The assessment of “Who is a community services employer?” is a broad assessment which can include varying employees who are providing services to the community. The PLSA has released the following guidance in regards to the employees covered by the scheme:
Some key facts about the scheme:
- The scheme applies to all employees who are classified as community service workers under the test - full time, part time and casual staff are all required to be part of the scheme.
- Community services employees are required to be a part of the scheme starting 1 July 2019. Starting 1 January 2020 NDIS and children’s services employees are also required to be part of the scheme.
- Unlike portable long service leave for contract cleaning and security staff, there is no recognition of prior service for community services staff before 1 January 2020.
- The PLSA will only reimburse employees for the period of time that they have been registered in the scheme. For example, if the worker has worked for the employer for 10 years, but only has 6 months recorded with the Authority, the Authority will only reimburse the employer for the leave associated with that 6 months of service. The employer will be liable to pay the balance.
- Employers will not be reimbursed for payments to the scheme, this includes after an employee leaves the organisation, even if the employee is exiting from the community services sector.
- Employees can choose to have their entitlement paid by their employer or the Authority. If they choose to be paid by their employer, the employer can then seek reimbursement from the Authority. However, reimbursements from the PLSA will not include superannuation, payroll tax or other on costs.
- Unlike contract cleaning and security, the community services scheme is a cash only benefit with no leave requirement attached to it.
- There is currently some uncertainty around employers who are employing community services staff under an award which is more generous than the statutory long serve leave requirements. Based on our understanding and our conversations with the PLSA, the authority will reimburse an employer at the higher rate if staff are employed on a fair work instrument.
How do I account for this? - The simplified version
- Johnny works as a support worker in a registered NDIS provider. His employer has registered him to be part of the scheme. At 31 December 2020 he has been employed for 4 years with his current employer.
- Johnny’s long service leave liability with the employer is frozen at 3 years’ worth of hours (since the scheme started on 1 January 2020 for community service workers);
- At 31 December 2020 the employer has made 12 months’ worth of contributions to the scheme;
- Johnny’s EBA states that his LSL rate is 0.866 per year (13 weeks over 15 years).
Long Service leave liability - the number of hours accrued will freeze at 31 December 2019. However if Johnny has an increase in wage rate every year, the liability will need to reflect this.

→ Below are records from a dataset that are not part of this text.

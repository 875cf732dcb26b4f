// Copyright 2014-2017 The arbor Project Developers. See the
// COPYRIGHT file at the top-level directory of this distribution.
//
// Licensed under the Apache License, Version 2.0 <LICENSE-APACHE or
// http://www.apache.org/licenses/LICENSE-2.0> or the MIT license
// <LICENSE-MIT or http://opensource.org/licenses/MIT>, at your
// option. This file may not be copied, modified, or distributed
// except according to those terms.

//! Determining the character encoding of a byte stream.
//!
//! The sniffing order is the one from the spec: byte order mark, then the
//! transport-layer charset (Content-Type), then a prescan of the first 1024
//! bytes for a `<meta>` declaration, then UTF-8. Everything but the first
//! two is tentative; a `<meta charset>` seen later by the tree builder can
//! still restart the parse.

use encoding_rs::{Encoding, UTF_16BE, UTF_16LE, UTF_8, WINDOWS_1252, X_USER_DEFINED};
use tendril::StrTendril;

/// <https://html.spec.whatwg.org/#concept-encoding-confidence>
#[derive(Clone, Copy, Debug, PartialEq, Eq)]
pub enum Confidence {
    Tentative,
    Certain,
}

/// How many bytes the prescan is allowed to look at.
const PRESCAN_BYTES: usize = 1024;

/// Pick a starting encoding for `data`.
pub fn sniff(data: &[u8], content_type: Option<&str>) -> (&'static Encoding, Confidence) {
    if data.starts_with(b"\xEF\xBB\xBF") {
        return (UTF_8, Confidence::Certain);
    }
    if data.starts_with(b"\xFE\xFF") {
        return (UTF_16BE, Confidence::Certain);
    }
    if data.starts_with(b"\xFF\xFE") {
        return (UTF_16LE, Confidence::Certain);
    }

    if let Some(encoding) = content_type.and_then(charset_from_content_type) {
        return (encoding, Confidence::Certain);
    }

    if let Some(encoding) = prescan(&data[..data.len().min(PRESCAN_BYTES)]) {
        return (encoding, Confidence::Tentative);
    }

    (UTF_8, Confidence::Tentative)
}

/// Decode the whole buffer with `encoding`, replacing malformed sequences
/// with U+FFFD. A matching BOM is removed.
pub fn decode(data: &[u8], encoding: &'static Encoding) -> StrTendril {
    let (text, _, _) = encoding.decode(data);
    StrTendril::from_slice(&text)
}

/// The charset parameter of a Content-Type header value, if any.
pub fn charset_from_content_type(content_type: &str) -> Option<&'static Encoding> {
    let tendril = StrTendril::from_slice(content_type);
    let label = extract_a_character_encoding_from_a_meta_element(tendril)?;
    Encoding::for_label(label.trim().as_bytes())
}

/// Resolve an encoding label found mid-parse against the encoding currently
/// in use. Returns the encoding to restart with, or `None` if the current
/// one should be kept (and treated as certain).
///
/// <https://html.spec.whatwg.org/#change-the-encoding>
pub fn resolve_encoding_change(
    current: &'static Encoding,
    label: &str,
) -> Option<&'static Encoding> {
    let mut new_encoding = Encoding::for_label(label.trim().as_bytes())?;

    // Step 1. If the encoding that is already being used to interpret the
    // input stream is UTF-16BE/LE, the new encoding is ignored.
    if current == UTF_16BE || current == UTF_16LE {
        return None;
    }

    // Step 2. If the new encoding is UTF-16BE/LE, then change it to UTF-8.
    if new_encoding == UTF_16BE || new_encoding == UTF_16LE {
        new_encoding = UTF_8;
    }

    // Step 3. If the new encoding is x-user-defined, then change it to
    // windows-1252.
    if new_encoding == X_USER_DEFINED {
        new_encoding = WINDOWS_1252;
    }

    // Step 4. If the new encoding is identical to the one already in use,
    // only the confidence changes.
    if current == new_encoding {
        return None;
    }

    Some(new_encoding)
}

/// Prescan the head of the byte stream for a `<meta>` charset declaration.
///
/// This is a deliberately loose version of the spec's prescan: it finds each
/// `<meta` tag in the prefix and runs the meta-element extraction algorithm
/// over the tag's text, which handles both `charset=...` attributes and
/// `content="text/html; charset=..."` values.
fn prescan(data: &[u8]) -> Option<&'static Encoding> {
    let mut position = 0;
    while position + 5 <= data.len() {
        if !data[position..].starts_with(b"<") {
            position += 1;
            continue;
        }
        let rest = &data[position + 1..];
        if rest.len() < 4 || !rest[..4].eq_ignore_ascii_case(b"meta") {
            position += 1;
            continue;
        }
        let after = rest.get(4).copied();
        if !matches!(after, Some(b'\t' | b'\n' | b'\x0C' | b'\r' | b' ' | b'/')) {
            position += 1;
            continue;
        }

        let tag_start = position + 5;
        let tag_end = data[tag_start..]
            .iter()
            .position(|&b| b == b'>')
            .map(|i| tag_start + i)
            .unwrap_or(data.len());
        let tag = String::from_utf8_lossy(&data[tag_start..tag_end]);
        if let Some(label) =
            extract_a_character_encoding_from_a_meta_element(StrTendril::from_slice(&tag))
        {
            if let Some(encoding) = Encoding::for_label(label.trim().as_bytes()) {
                // UTF-16 declarations in content are treated as UTF-8.
                if encoding == UTF_16BE || encoding == UTF_16LE {
                    return Some(UTF_8);
                }
                if encoding == X_USER_DEFINED {
                    return Some(WINDOWS_1252);
                }
                return Some(encoding);
            }
        }
        position = tag_end;
    }
    None
}

/// <https://html.spec.whatwg.org/multipage/#algorithm-for-extracting-a-character-encoding-from-a-meta-element>
pub(crate) fn extract_a_character_encoding_from_a_meta_element(
    input: StrTendril,
) -> Option<StrTendril> {
    // Step 1. Let position be a pointer into s, initially pointing at the start of the string.
    let mut position = 0;
    loop {
        // Step 2. Loop: Find the first seven characters in s after position that are an ASCII
        // case-insensitive match for the word "charset". If no such match is found, return nothing.
        loop {
            let candidate = input.as_bytes().get(position..position + "charset".len())?;
            if candidate.eq_ignore_ascii_case(b"charset") {
                break;
            }

            position += 1;
        }
        position += "charset".len();

        // Step 3. Skip any ASCII whitespace that immediately follow the word "charset" (there might not be any).
        position += input.as_bytes()[position..]
            .iter()
            .take_while(|byte| byte.is_ascii_whitespace())
            .count();

        // Step 4. If the next character is not a U+003D EQUALS SIGN (=), then move position to point just before
        // that next character, and jump back to the step labeled loop.
        if input.as_bytes().get(position)? == &b'=' {
            break;
        }
    }
    // Skip the "="
    position += 1;

    // Step 5. Skip any ASCII whitespace that immediately follow the equals sign (there might not be any).
    position += input.as_bytes()[position..]
        .iter()
        .take_while(|byte| byte.is_ascii_whitespace())
        .count();

    // Step 6. Process the next character as follows:
    match input.as_bytes().get(position)? {
        quote @ (b'"' | b'\'') => {
            // Return the result of getting an encoding from the substring that is between this character
            // and the next earliest occurrence of this character.
            let length = input.as_bytes()[position + 1..]
                .iter()
                .position(|byte| byte == quote)?;
            Some(input.subtendril(position as u32 + 1, length as u32))
        },
        _ => {
            // Return the result of getting an encoding from the substring that consists of this character
            // up to but not including the first ASCII whitespace or U+003B SEMICOLON character (;),
            // or the end of s, whichever comes first.
            let length = input.as_bytes()[position..]
                .iter()
                .position(|byte| byte.is_ascii_whitespace() || *byte == b';');
            if let Some(length) = length {
                Some(input.subtendril(position as u32, length as u32))
            } else {
                Some(input.subtendril(position as u32, (input.len() - position) as u32))
            }
        },
    }
}

#[cfg(test)]
mod tests {
    use super::*;

    #[test]
    fn meta_element_without_charset() {
        assert_eq!(
            extract_a_character_encoding_from_a_meta_element(StrTendril::from_slice("foobar")),
            None
        );
    }

    #[test]
    fn meta_element_with_capitalized_charset() {
        assert_eq!(
            extract_a_character_encoding_from_a_meta_element(StrTendril::from_slice(
                "cHarSet=utf8"
            )),
            Some(StrTendril::from_slice("utf8"))
        );
    }

    #[test]
    fn meta_element_with_no_equals_after_charset() {
        assert_eq!(
            extract_a_character_encoding_from_a_meta_element(StrTendril::from_slice(
                "charset utf8"
            )),
            None
        );
    }

    #[test]
    fn meta_element_with_whitespace_around_equals() {
        assert_eq!(
            extract_a_character_encoding_from_a_meta_element(StrTendril::from_slice(
                "charset \t=\tutf8"
            )),
            Some(StrTendril::from_slice("utf8"))
        );
    }

    #[test]
    fn meta_element_with_quoted_value() {
        assert_eq!(
            extract_a_character_encoding_from_a_meta_element(StrTendril::from_slice(
                "charset='utf8'"
            )),
            Some(StrTendril::from_slice("utf8"))
        );
        assert_eq!(
            extract_a_character_encoding_from_a_meta_element(StrTendril::from_slice(
                "charset=\"utf8\""
            )),
            Some(StrTendril::from_slice("utf8"))
        );
        assert_eq!(
            extract_a_character_encoding_from_a_meta_element(StrTendril::from_slice(
                "charset='utf8"
            )),
            None
        );
        assert_eq!(
            extract_a_character_encoding_from_a_meta_element(StrTendril::from_slice(
                "charset=\"utf8"
            )),
            None
        );
    }

    #[test]
    fn meta_element_with_implicit_terminator() {
        assert_eq!(
            extract_a_character_encoding_from_a_meta_element(StrTendril::from_slice(
                "charset=utf8 foo"
            )),
            Some(StrTendril::from_slice("utf8"))
        );
        assert_eq!(
            extract_a_character_encoding_from_a_meta_element(StrTendril::from_slice(
                "charset=utf8;foo"
            )),
            Some(StrTendril::from_slice("utf8"))
        );
    }

    #[test]
    fn meta_element_with_content_type() {
        assert_eq!(
            extract_a_character_encoding_from_a_meta_element(StrTendril::from_slice(
                "text/html; charset=utf8"
            )),
            Some(StrTendril::from_slice("utf8"))
        );
    }

    #[test]
    fn sniffs_boms() {
        assert_eq!(
            sniff(b"\xEF\xBB\xBF<html>", None),
            (UTF_8, Confidence::Certain)
        );
        assert_eq!(sniff(b"\xFE\xFF\x00<", None), (UTF_16BE, Confidence::Certain));
        assert_eq!(sniff(b"\xFF\xFE<\x00", None), (UTF_16LE, Confidence::Certain));
    }

    #[test]
    fn sniffs_content_type_charset() {
        let (enc, confidence) = sniff(b"<html>", Some("text/html; charset=windows-1252"));
        assert_eq!(enc, WINDOWS_1252);
        assert_eq!(confidence, Confidence::Certain);
    }

    #[test]
    fn prescan_finds_meta_charset() {
        let (enc, confidence) = sniff(b"<!DOCTYPE html><meta charset=\"windows-1252\">", None);
        assert_eq!(enc, WINDOWS_1252);
        assert_eq!(confidence, Confidence::Tentative);
    }

    #[test]
    fn prescan_finds_http_equiv_content() {
        let html = b"<meta http-equiv=\"Content-Type\" content=\"text/html; charset=windows-1252\">";
        let (enc, _) = sniff(html, None);
        assert_eq!(enc, WINDOWS_1252);
    }

    #[test]
    fn defaults_to_utf8() {
        assert_eq!(sniff(b"<p>hi</p>", None), (UTF_8, Confidence::Tentative));
    }

    #[test]
    fn encoding_change_resolution() {
        assert_eq!(
            resolve_encoding_change(UTF_8, "windows-1252"),
            Some(WINDOWS_1252)
        );
        assert_eq!(resolve_encoding_change(UTF_8, "utf-8"), None);
        assert_eq!(resolve_encoding_change(UTF_16LE, "windows-1252"), None);
        // UTF-16 labels found in content mean the document lied; use UTF-8.
        assert_eq!(resolve_encoding_change(WINDOWS_1252, "utf-16"), Some(UTF_8));
        assert_eq!(resolve_encoding_change(UTF_8, "bogus-charset"), None);
    }
}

Calculating the liability for 31 December 2020:
On costs are: Superannuation (9.5%) Work cover (0.65%) payroll tax (4.85%) = 15%
DR: LSL Expense: $3,441
CR: LSL Liability: $3,441
Note: if your organisation complies with AASB 119 (i.e. for general purpose financial statements) the liability will need to be discounted and probability weighted in accordance with the standard.
Payments to the scheme – these will be expensed as they are paid.
DR: LSL Expense (or payroll expense)
Using the Benefits:
Assume that Johnny reaches 7 years of employment with his current employer. Johnny now wants to take a well-deserved holiday he can take his long service leave which will be funded:
3 years by his employer; and
4 years by the scheme.
Johnny would apply for his time off, partially paid LSL and partially unpaid leave. The employer will be required to pay Superannuation on the entire amount of leave if the employee elects to have the entitlement paid by the employer.
What if he leaves at 7 years?
Assuming that Johnny works for 7 years exactly and resigns, what would happen to his leave balance?
Johnny’s long service leave payout would be made of:
3 years by his employer; and
4 years by the scheme.
The employer would then put a claim into the authority to claim 4 years' worth of levy contributions.
What if Johnny leaves earlier?
Let’s assume that Johnny leaves after 5 years of employment. He would not be paid out from his employer. And the employer would write back the provision down to nil.
Furthermore, Johnny would need to work in the sector for 7 years (from 1 Jan 2020) in order to be eligible for a payout by the scheme.
What about super? - Super is the responsibility of the employer. The scheme will not pay superannuation.
As an employer, consider if your employees may be covered under the scheme. This may require further advice from a professional;
Consider the impact of the act on your cashflow and budgeting forecasts; and
Consider the impact on the calculation of the long service leave accrual balance at year end.